WEDNESDAY, Sept. 22 (HealthDay News) -- Researchers have identified a handful of common alleles that are related to the risk of developing asthma, and their findings have been published in the Sept. 23 issue of the New England Journal of Medicine.
In a genome-wide association study, Miriam F. Moffatt, Ph.D., of Imperial College in London, and colleagues genotyped 10,365 individuals with physician-diagnosed asthma and 16,110 unaffected individuals, all of whom were matched for ancestry.

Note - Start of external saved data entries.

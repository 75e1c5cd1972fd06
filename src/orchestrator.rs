//! Fans a version check out across services with bounded concurrency
//!
//! Services are processed in batches of `concurrency`; services within a
//! batch run concurrently and each service checks its platforms one after
//! another in configured order. A failed lookup, or a source that panics,
//! becomes an error row and never aborts its siblings.

use std::collections::{BTreeMap, HashMap};
use std::panic::AssertUnwindSafe;
use std::sync::Arc;

use chrono::Utc;
use futures::FutureExt;
use futures::future::join_all;
use serde::Serialize;
use tracing::{debug, error, info, warn};

use crate::config::DEFAULT_CHECK_CONCURRENCY;
use crate::error::panic_message;
use crate::scraper::VersionSource;
use crate::service::check::{CheckSummary, VersionCheckResult};
use crate::service::platform::Platform;
use crate::service::service::Service;

/// Per-call overrides for a check run
#[derive(Debug, Clone, Default, PartialEq, Eq)]
pub struct CheckOptions {
    /// Batch width; falls back to the orchestrator default
    pub concurrency: Option<usize>,
    /// Only check these platforms (when configured on the service)
    pub platforms: Option<Vec<Platform>>,
    /// Clear scraper caches before checking
    pub force_refresh: bool,
}

#[derive(Debug, Clone, Default, PartialEq, Serialize)]
#[serde(rename_all = "camelCase")]
pub struct CheckReport {
    pub results: Vec<VersionCheckResult>,
    pub summary: CheckSummary,
    /// Scraper availability per requested service id
    pub scraper_health: BTreeMap<String, bool>,
    /// Whether successful rows were written back to the registry
    pub persisted: bool,
}

pub struct CheckOrchestrator {
    scrapers: HashMap<String, Arc<dyn VersionSource>>,
    concurrency: usize,
}

impl Default for CheckOrchestrator {
    fn default() -> Self {
        Self::new(DEFAULT_CHECK_CONCURRENCY)
    }
}

impl CheckOrchestrator {
    pub fn new(concurrency: usize) -> Self {
        Self {
            scrapers: HashMap::new(),
            concurrency: concurrency.max(1),
        }
    }

    /// Register the source answering for `service_id`, replacing any previous one
    pub fn register(&mut self, service_id: impl Into<String>, scraper: Arc<dyn VersionSource>) {
        self.scrapers.insert(service_id.into(), scraper);
    }

    pub fn with_scraper(
        mut self,
        service_id: impl Into<String>,
        scraper: Arc<dyn VersionSource>,
    ) -> Self {
        self.register(service_id, scraper);
        self
    }

    pub fn has_scraper(&self, service_id: &str) -> bool {
        self.scrapers.contains_key(service_id)
    }

    pub fn concurrency(&self) -> usize {
        self.concurrency
    }

    pub async fn check_all_services(
        &self,
        services: &[Service],
        options: &CheckOptions,
    ) -> CheckReport {
        let width = options.concurrency.unwrap_or(self.concurrency).max(1);

        if options.force_refresh {
            for service in services {
                if let Some(scraper) = self.scrapers.get(&service.id) {
                    scraper.clear_cache();
                }
            }
        }

        let mut results = Vec::new();
        let mut scraper_health = BTreeMap::new();

        for (index, batch) in services.chunks(width).enumerate() {
            info!(
                "Checking batch {} ({} services, width {})",
                index + 1,
                batch.len(),
                width
            );

            let outcomes = join_all(
                batch
                    .iter()
                    .map(|service| self.check_service(service, options.platforms.as_deref())),
            )
            .await;

            for (service, rows) in batch.iter().zip(outcomes) {
                let healthy = match &rows {
                    Some(rows) => rows.is_empty() || rows.iter().any(|row| !row.is_error()),
                    None => false,
                };
                scraper_health.insert(service.id.clone(), healthy);
                results.extend(rows.unwrap_or_default());
            }
        }

        let summary = CheckSummary::from_results(&results);
        info!(
            "Checked {} rows across {} services: {} updates, {} critical, {} errors",
            summary.total_checked,
            summary.services_checked,
            summary.updates_available,
            summary.critical_updates,
            summary.errors
        );

        CheckReport {
            results,
            summary,
            scraper_health,
            persisted: false,
        }
    }

    /// Check every (selected) platform of one service sequentially.
    ///
    /// Returns `None` when no scraper is registered for the service.
    async fn check_service(
        &self,
        service: &Service,
        only: Option<&[Platform]>,
    ) -> Option<Vec<VersionCheckResult>> {
        let Some(scraper) = self.scrapers.get(&service.id) else {
            debug!("No scraper registered for {}, skipping", service.id);
            return None;
        };

        let mut rows = Vec::new();
        for version in service.platforms() {
            let platform = version.platform();
            if only.is_some_and(|only| !only.contains(platform)) {
                continue;
            }

            let lookup = AssertUnwindSafe(scraper.scrape_latest(platform))
                .catch_unwind()
                .await;
            let row = match lookup {
                Ok(Ok(info)) => {
                    let checked = version.with_latest_version(info.version.clone());
                    if checked.is_ahead_of_latest() {
                        warn!(
                            "{}/{}: current {} is ahead of latest {}",
                            service.id,
                            platform,
                            checked.current(),
                            info.version
                        );
                    }
                    VersionCheckResult::success(
                        &service.id,
                        &service.name,
                        platform.clone(),
                        version.current().clone(),
                        info.version,
                        checked.status(),
                        Utc::now(),
                    )
                    .with_changelog(info.changelog)
                    .with_breaking_changes(info.breaking_changes)
                }
                Ok(Err(failure)) => {
                    warn!("Check failed for {}/{}: {}", service.id, platform, failure);
                    VersionCheckResult::failure(
                        &service.id,
                        &service.name,
                        platform.clone(),
                        version.current().clone(),
                        Utc::now(),
                        failure.to_string(),
                    )
                }
                Err(panic) => {
                    let message = panic_message(&*panic);
                    error!("Source for {}/{} panicked: {}", service.id, platform, message);
                    VersionCheckResult::failure(
                        &service.id,
                        &service.name,
                        platform.clone(),
                        version.current().clone(),
                        Utc::now(),
                        format!("Source panicked: {}", message),
                    )
                }
            };
            rows.push(row);
        }

        Some(rows)
    }
}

The researchers found links of genome-wide significance between asthma and single-nucleotide polymorphisms, including rs3771166 on chromosome 2, implicating IL1RL1/IL18R1; rs9273349 on chromosome 6, implicating HLA-DQ; rs1342326 on chromosome 9, flanking IL33; rs744910 on chromosome 15 in SMAD3; and rs2284033 on chromosome 22 in IL2RB. The researchers also found that the association with the ORMDL3/GSDMB locus on chromosome 17q21 was specific to childhood-onset asthma. Loci strongly related to IgE levels were not associated with asthma, and only HLA-DR showed a significant genome-wide association with total serum IgE concentration.
"The relative risks observed with our markers will not be useful as predictors of disease in individual patients, no doubt because of variable environmental effects. These loci nevertheless contribute substantially to the asthma burden in the general population," the authors write. "Further studies are needed to identify the specific genetic variants that contribute to disease and to establish their biologic function."